Collected data entries:
::::
//! Collision Module
//!
//! The collider data model and everything that tests it.
//!
//! ## Module Structure
//!
//! - `layer`: bit-flag categories and interaction masks
//! - `collider`: shape-tagged geometry record
//! - `intersect`: pairwise narrow-phase tests, normals, sliding
//! - `shapes`: attack-shape builders and world-object presets
//! - `cache`: named shape-template registry

pub mod layer;
pub mod collider;
pub mod intersect;
pub mod shapes;
pub mod cache;

// Re-export key types
pub use layer::{
    Layer, LAYER_ALL, LAYER_ENEMY, LAYER_ENVIRONMENT, LAYER_ETHEREAL, LAYER_INTERACTIVE,
    LAYER_NONE, LAYER_PLAYER, LAYER_PROJECTILE, LAYER_TERRAIN, LAYER_TRIGGER,
};
pub use collider::{can_interact, BoundingCircle, Collider, Shape};
pub use intersect::{collision_normal, slide_vector, test};
pub use cache::{AttackShape, AttackShapeCache, ShapeFileError, SpriteGeometry};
::::
▸ **What you should do**: Once a line of the records is found to contain "cache", copy it out.

▸ **Final answer**:
//! - `cache`: named shape-template registry
pub mod cache;
pub use cache::{AttackShape, AttackShapeCache, ShapeFileError, SpriteGeometry};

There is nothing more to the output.